//! Flow: review a code attempt against the problem it is meant to solve.

use std::time::Instant;

use serde::Deserialize;
use serde_json::json;
use tracing::{error, info, instrument};

use crate::config::{ModelSettings, Prompts};
use crate::domain::{AnalysisRequest, AnalysisResult};
use crate::error::{AnalysisError, SchemaError};
use crate::llm::{GenerativeModel, ModelRequest};
use crate::schema::{decode, require_non_blank, ModelOutput};
use crate::util::fill_template;

#[derive(Debug, Deserialize)]
#[serde(rename_all = "camelCase")]
struct Review {
  suggestions: Vec<String>,
  overall_quality: String,
}

impl ModelOutput for Review {
  fn response_schema() -> serde_json::Value {
    json!({
      "type": "OBJECT",
      "properties": {
        "suggestions": { "type": "ARRAY", "items": { "type": "STRING" } },
        "overallQuality": { "type": "STRING" }
      },
      "required": ["suggestions", "overallQuality"]
    })
  }

  fn check(&self) -> Result<(), SchemaError> {
    require_non_blank("overallQuality", &self.overall_quality)
  }
}

pub fn build_prompt(prompts: &Prompts, request: &AnalysisRequest) -> String {
  fill_template(
    &prompts.analysis_user_template,
    &[
      ("language", request.language.as_str()),
      ("problem_description", &request.problem_description),
      ("code", &request.code),
    ],
  )
}

/// Code content is not validated here; callers gate on non-empty code.
#[instrument(
  level = "info",
  skip(model, prompts, settings, request),
  fields(language = %request.language, code_len = request.code.len(), description_len = request.problem_description.len())
)]
pub async fn analyze_code(
  model: &dyn GenerativeModel,
  prompts: &Prompts,
  settings: &ModelSettings,
  request: &AnalysisRequest,
) -> Result<AnalysisResult, AnalysisError> {
  let model_request = ModelRequest::prompt(build_prompt(prompts, request))
    .with_system(prompts.analysis_system.clone())
    .with_json_schema(Review::response_schema())
    .with_temperature(settings.analysis_temperature);

  let start = Instant::now();
  let reply = model.generate(model_request).await.map_err(|e| {
    error!(target: "flow", elapsed = ?start.elapsed(), error = %e, "Model call failed during code analysis");
    AnalysisError::from(e)
  })?;

  let Some(text) = reply.text else {
    return Err(AnalysisError::EmptyOutput { reason: reply.block_reason });
  };
  let review: Review = decode(&text)?;

  info!(target: "flow", elapsed = ?start.elapsed(), suggestions = review.suggestions.len(), "Code analysis complete");
  Ok(AnalysisResult { suggestions: review.suggestions, overall_quality: review.overall_quality })
}

#[cfg(test)]
mod tests {
  use super::*;
  use crate::domain::CodingLanguage;
  use crate::llm::testing::ScriptedModel;

  fn request(code: &str) -> AnalysisRequest {
    AnalysisRequest {
      code: code.into(),
      language: CodingLanguage::Python,
      problem_description: "Return the sum of a list.".into(),
    }
  }

  #[tokio::test]
  async fn passes_suggestions_through_in_order() {
    let body = json!({
      "suggestions": ["Use sum()", "Add type hints", "Handle empty input"],
      "overallQuality": "Correct but verbose."
    });
    let model = ScriptedModel::new().reply_text(body.to_string());
    let result = analyze_code(&model, &Prompts::default(), &ModelSettings::default(), &request("def f(xs): ..."))
      .await
      .unwrap();
    assert_eq!(result.suggestions, vec!["Use sum()", "Add type hints", "Handle empty input"]);
    assert_eq!(result.overall_quality, "Correct but verbose.");
  }

  #[tokio::test]
  async fn prompt_carries_code_language_and_description() {
    let model = ScriptedModel::new().reply_text(json!({"suggestions": [], "overallQuality": "ok"}).to_string());
    analyze_code(&model, &Prompts::default(), &ModelSettings::default(), &request("print(1)")).await.unwrap();

    let prompt = &model.requests()[0].turns[0].text;
    assert!(prompt.contains("written in python"));
    assert!(prompt.contains("Problem Description: Return the sum of a list."));
    assert!(prompt.contains("Code:\nprint(1)"));
    assert!(prompt.contains("'overallQuality'"));
  }

  #[tokio::test]
  async fn empty_code_is_still_sent() {
    let model = ScriptedModel::new().reply_text(json!({"suggestions": ["Write something"], "overallQuality": "No code."}).to_string());
    let result = analyze_code(&model, &Prompts::default(), &ModelSettings::default(), &request("")).await.unwrap();
    assert_eq!(result.suggestions.len(), 1);
    assert_eq!(model.requests().len(), 1);
  }

  #[tokio::test]
  async fn wrong_types_are_rejected() {
    let model = ScriptedModel::new().reply_text(json!({"suggestions": "just one", "overallQuality": "meh"}).to_string());
    let err = analyze_code(&model, &Prompts::default(), &ModelSettings::default(), &request("x")).await.unwrap_err();
    assert!(matches!(err, AnalysisError::Schema(SchemaError::Json(_))));
  }

  #[tokio::test]
  async fn provider_error_maps_to_analysis_error() {
    let model = ScriptedModel::new().fail(500, "boom");
    let err = analyze_code(&model, &Prompts::default(), &ModelSettings::default(), &request("x")).await.unwrap_err();
    assert!(matches!(err, AnalysisError::Model(_)));
  }
}
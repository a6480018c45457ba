//! Flow: one tutor turn.
//!
//! The system instruction is the fixed tutor persona plus whatever problem context is
//! known. The whole prior transcript is replayed before the new message. An empty or
//! safety-blocked reply becomes [`FALLBACK_REPLY`] so a session never shows a blank turn.

use std::time::Instant;

use serde::{Deserialize, Serialize};
use tracing::{error, info, instrument, warn};

use crate::config::{ModelSettings, Prompts};
use crate::domain::{ChatRole, ChatTurn, ProblemContext};
use crate::error::ChatError;
use crate::llm::{standard_safety, GenerativeModel, ModelRequest, ModelRole, ModelTurn, OutputFormat};
use crate::util::{non_blank, truncate_with_ellipsis};

pub const FALLBACK_REPLY: &str = "I'm sorry, I couldn't generate a response right now. Please try again.";

/// Problem descriptions longer than this many chars are cut before entering the prompt.
pub const DESCRIPTION_PROMPT_LIMIT: usize = 300;

#[derive(Clone, Debug, Default, PartialEq, Eq, Serialize, Deserialize)]
#[serde(rename_all = "camelCase")]
pub struct ChatRequest {
  pub user_message: String,
  #[serde(default)]
  pub context: ProblemContext,
  #[serde(default)]
  pub history: Vec<ChatTurn>,
}

pub fn build_system_instruction(base: &str, context: &ProblemContext) -> String {
  let mut out = base.to_string();
  if let Some(title) = non_blank(context.title.as_deref()) {
    out.push_str(&format!("\n\nThe user is currently working on the problem titled: \"{title}\"."));
  }
  if let Some(description) = non_blank(context.description.as_deref()) {
    let short = truncate_with_ellipsis(description, DESCRIPTION_PROMPT_LIMIT);
    out.push_str(&format!("\nProblem Description: \"{short}\"."));
  }
  if let Some(code) = non_blank(context.code.as_deref()) {
    out.push_str(&format!("\nUser's current code attempt:\n```\n{code}\n```"));
  }
  out
}

pub fn build_turns(history: &[ChatTurn], user_message: &str) -> Vec<ModelTurn> {
  history
    .iter()
    .map(|t| ModelTurn {
      role: match t.role {
        ChatRole::User => ModelRole::User,
        ChatRole::Assistant => ModelRole::Model,
      },
      text: t.text.clone(),
    })
    .chain(std::iter::once(ModelTurn::user(user_message)))
    .collect()
}

#[instrument(
  level = "info",
  skip(model, prompts, settings, request),
  fields(message_len = request.user_message.len(), history = request.history.len(), has_title = request.context.title.is_some())
)]
pub async fn chat_tutor(
  model: &dyn GenerativeModel,
  prompts: &Prompts,
  settings: &ModelSettings,
  request: &ChatRequest,
) -> Result<String, ChatError> {
  let model_request = ModelRequest {
    system_instruction: Some(build_system_instruction(&prompts.tutor_system, &request.context)),
    turns: build_turns(&request.history, &request.user_message),
    format: OutputFormat::Text,
    safety: standard_safety(settings.safety_threshold),
    temperature: Some(settings.chat_temperature),
  };

  let start = Instant::now();
  let reply = model.generate(model_request).await.map_err(|e| {
    error!(target: "flow", elapsed = ?start.elapsed(), error = %e, "Model call failed during tutor chat");
    ChatError::from(e)
  })?;

  match reply.text {
    Some(text) if !text.trim().is_empty() => {
      info!(target: "flow", elapsed = ?start.elapsed(), reply_len = text.len(), "Tutor reply generated");
      Ok(text)
    }
    _ => {
      warn!(target: "flow", block_reason = ?reply.block_reason, "Tutor produced no text; using fallback reply");
      Ok(FALLBACK_REPLY.to_string())
    }
  }
}
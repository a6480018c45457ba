//! The three model-backed flows.
//!
//! A flow is stateless: typed input → prompt template → one model call → strict decode →
//! typed output. [`Flows`] bundles the model handle with prompts and tuning so handlers and
//! the session controller only pass inputs around.

use std::sync::Arc;

use crate::config::{ModelSettings, Prompts};
use crate::domain::{AnalysisRequest, AnalysisResult, Problem, ProblemSpec};
use crate::error::{AnalysisError, ChatError, GenerationError, LlmError};
use crate::llm::GenerativeModel;

pub mod analyze_code;
pub mod chat_tutor;
pub mod generate_problem;

pub use chat_tutor::{ChatRequest, FALLBACK_REPLY};

#[derive(Clone)]
pub struct Flows {
  model: Option<Arc<dyn GenerativeModel>>,
  pub prompts: Prompts,
  pub settings: ModelSettings,
}

impl Flows {
  pub fn new(model: Option<Arc<dyn GenerativeModel>>, prompts: Prompts, settings: ModelSettings) -> Self {
    Self { model, prompts, settings }
  }

  pub fn model_name(&self) -> Option<&str> {
    self.model.as_deref().map(|m| m.name())
  }

  fn model(&self) -> Result<&dyn GenerativeModel, LlmError> {
    self.model.as_deref().ok_or(LlmError::NotConfigured)
  }

  pub async fn generate_problem(&self, spec: &ProblemSpec) -> Result<Problem, GenerationError> {
    generate_problem::generate_problem(self.model()?, &self.prompts, &self.settings, spec).await
  }

  pub async fn analyze_code(&self, request: &AnalysisRequest) -> Result<AnalysisResult, AnalysisError> {
    analyze_code::analyze_code(self.model()?, &self.prompts, &self.settings, request).await
  }

  pub async fn chat(&self, request: &ChatRequest) -> Result<String, ChatError> {
    chat_tutor::chat_tutor(self.model()?, &self.prompts, &self.settings, request).await
  }
}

Exercise requirements:
Print, unaltered, every line from the beginning of the material down to the line with "fn check(&self) ->".

Response:
//! Flow: review a code attempt against the problem it is meant to solve.

use std::time::Instant;

use serde::Deserialize;
use serde_json::json;
use tracing::{error, info, instrument};

use crate::config::{ModelSettings, Prompts};
use crate::domain::{AnalysisRequest, AnalysisResult};
use crate::error::{AnalysisError, SchemaError};
use crate::llm::{GenerativeModel, ModelRequest};
use crate::schema::{decode, require_non_blank, ModelOutput};
use crate::util::fill_template;

#[derive(Debug, Deserialize)]
#[serde(rename_all = "camelCase")]
struct Review {
  suggestions: Vec<String>,
  overall_quality: String,
}

impl ModelOutput for Review {
  fn response_schema() -> serde_json::Value {
    json!({
      "type": "OBJECT",
      "properties": {
        "suggestions": { "type": "ARRAY", "items": { "type": "STRING" } },
        "overallQuality": { "type": "STRING" }
      },
      "required": ["suggestions", "overallQuality"]
    })
  }

  fn check(&self) -> Result<(), SchemaError> {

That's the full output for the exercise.